Un avenir sans illusions

2026-03-08

Palestine, Irak, Rwanda, Yougoslavie, Afghanistan, Ukraine, Gaza, Cisjordanie, Liban, Iran… Les noms changent. Le bruit des bombes demeure le même.

 

Un avenir sans illusions | Babelmed

Aquarelle, Natalène Galli

Nos vies semblent rythmées par la répétition des mêmes catastrophes. Les guerres se succèdent, les villes sont bombardées, les civils fuient ou meurent, et les images circulent avec une rapidité qui finit par anesthésier les consciences.

 

Ce qui épuise, bien plus que les guerres, c’est la dissonance — celle qui s’installe entre les valeurs proclamées d’un côté et ces mêmes valeurs foulées aux pieds de l’autre : la liberté, la démocratie, le droit international, la protection des civils, la dignité humaine. Ces mots ont structuré des générations entières. Aujourd’hui, ils semblent flotter au-dessus du réel comme des principes sans prise, invoqués dans les discours et suspendus dans les faits.

Quand on enseigne, cette dissonance devient vertigineuse. Comment parler encore de justice, de mémoire, de droit ? Comment transmettre encore des textes, des langues, une Histoire quand dehors, les bombes continuent de tomber et les justifications s’empilent avec une froide assurance ?

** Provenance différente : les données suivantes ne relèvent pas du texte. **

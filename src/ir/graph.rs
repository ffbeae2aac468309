//! The procedure graph: container of all nodes and blocks.
//!
//! Nodes live in arenas with stable `u32` indices; per-node facts (mode,
//! block, source location, out-edges) sit in secondary tables keyed by the
//! node index. Out-edge lists are maintained eagerly: every constructor,
//! [`Graph::set_input`] and [`Graph::exchange`] keeps them consistent, so a
//! pass that asserted `CONSISTENT_OUT_EDGES` can rely on them throughout.
//!
//! All node creation goes through optimizing constructors. A constructor
//! validates its operands, applies local simplifications, and may hand back
//! an equivalent existing node (notably, literal constants are interned)
//! instead of allocating a fresh one.

use crate::dominator_tree::DominatorTree;
use crate::entity::{Keys, PrimaryMap, SecondaryMap};
use crate::flowgraph::ControlFlowGraph;
use crate::fx::FxHashMap;
use crate::ir::{Block, Mode, Node, NodeData, Opcode, SourceLoc, Tarval};
use crate::loop_analysis::LoopAnalysis;
use crate::packed_option::PackedOption;
use core::mem;
use core::ops::{BitAnd, BitOr, BitOrAssign};
use smallvec::SmallVec;

/// A set of derived facts about a graph that are currently consistent with
/// its contents.
///
/// Passes assert the properties they need via
/// [`Graph::assure_properties`] and declare the ones they kept intact via
/// [`Graph::confirm_properties`]; everything else is considered stale.
#[derive(Clone, Copy, PartialEq, Eq, Debug, Default)]
pub struct GraphProperties {
    bits: u8,
}

impl GraphProperties {
    /// No properties.
    pub const NONE: Self = Self { bits: 0 };
    /// The dominator tree matches the block graph.
    pub const CONSISTENT_DOMINANCE: Self = Self { bits: 1 };
    /// The loop nesting forest matches the block graph.
    pub const CONSISTENT_LOOP_INFO: Self = Self { bits: 2 };
    /// Out-edge lists match the input edges.
    pub const CONSISTENT_OUT_EDGES: Self = Self { bits: 4 };
    /// The properties that depend only on control flow. Pure data-flow
    /// rewrites preserve these.
    pub const CONTROL_FLOW: Self = Self { bits: 1 | 2 };

    /// True if every property of `other` is also in `self`.
    pub fn contains(self, other: Self) -> bool {
        self.bits & other.bits == other.bits
    }
}

impl BitOr for GraphProperties {
    type Output = Self;
    fn bitor(self, rhs: Self) -> Self {
        Self { bits: self.bits | rhs.bits }
    }
}

impl BitOrAssign for GraphProperties {
    fn bitor_assign(&mut self, rhs: Self) {
        self.bits |= rhs.bits;
    }
}

impl BitAnd for GraphProperties {
    type Output = Self;
    fn bitand(self, rhs: Self) -> Self {
        Self { bits: self.bits & rhs.bits }
    }
}

/// Per-block data: the explicit control-flow successor edges.
#[derive(Clone, Default)]
struct BlockData {
    succs: SmallVec<[Block; 2]>,
}

/// The container of all nodes and blocks of one procedure.
pub struct Graph {
    nodes: PrimaryMap<Node, NodeData>,
    modes: SecondaryMap<Node, Mode>,
    node_block: SecondaryMap<Node, PackedOption<Block>>,
    srclocs: SecondaryMap<Node, SourceLoc>,
    /// One entry per use edge: a node appears here once for each of its
    /// input slots that refers to the keyed node.
    outs: SecondaryMap<Node, SmallVec<[Node; 4]>>,
    /// Forwarding pointers left behind by `exchange`.
    replaced: SecondaryMap<Node, PackedOption<Node>>,
    constants: FxHashMap<Tarval, Node>,
    blocks: PrimaryMap<Block, BlockData>,
    entry: PackedOption<Block>,
    properties: GraphProperties,
    domtree: DominatorTree,
    loops: LoopAnalysis,
    imprecise_float_transforms: bool,
}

La violence ne disparaît jamais. Elle change seulement de corps et le corps en garde la trace. Comme quelque chose qui sommeille et qui, en temps voulu, se souvient des tensions anciennes, des peurs, des appréhensions vécues — et à venir.

 

Le refus de subir l’injustice.
Les mensonges travestis en vérités.
Et ce constat amer : celui d’un monde qui répète ses échecs.

 

Une angoisse sourde enserre alors la poitrine. On se demande si c’est la fin du voyage — la fin de la Station.

 

Plus rien n’a vraiment de sens quand la mort devient une possibilité si ordinaire. À quoi bon rêver ? À quoi bon avancer ? À quoi bon continuer à transmettre des principes dans un monde qui s’applique à démontrer qu’ils ne comptent plus, tout en clamant le contraire ?

 

L’Occident s’entête à marteler ses leçons tandis que ses propres crimes sont passés sous silence. Et l’on découvre de jour en jour comment des pratiques — de celles que l’on croyait réservées à d’autres — peuvent surgir au cœur même de systèmes… qui prétendent incarner ce qui est juste.

 

En ce 8 mars, journée censée célébrer les droits des femmes, ces mots résonnent avec tristesse et pessimisme.

 

L’avenir se dérobe sous le poids des illusions.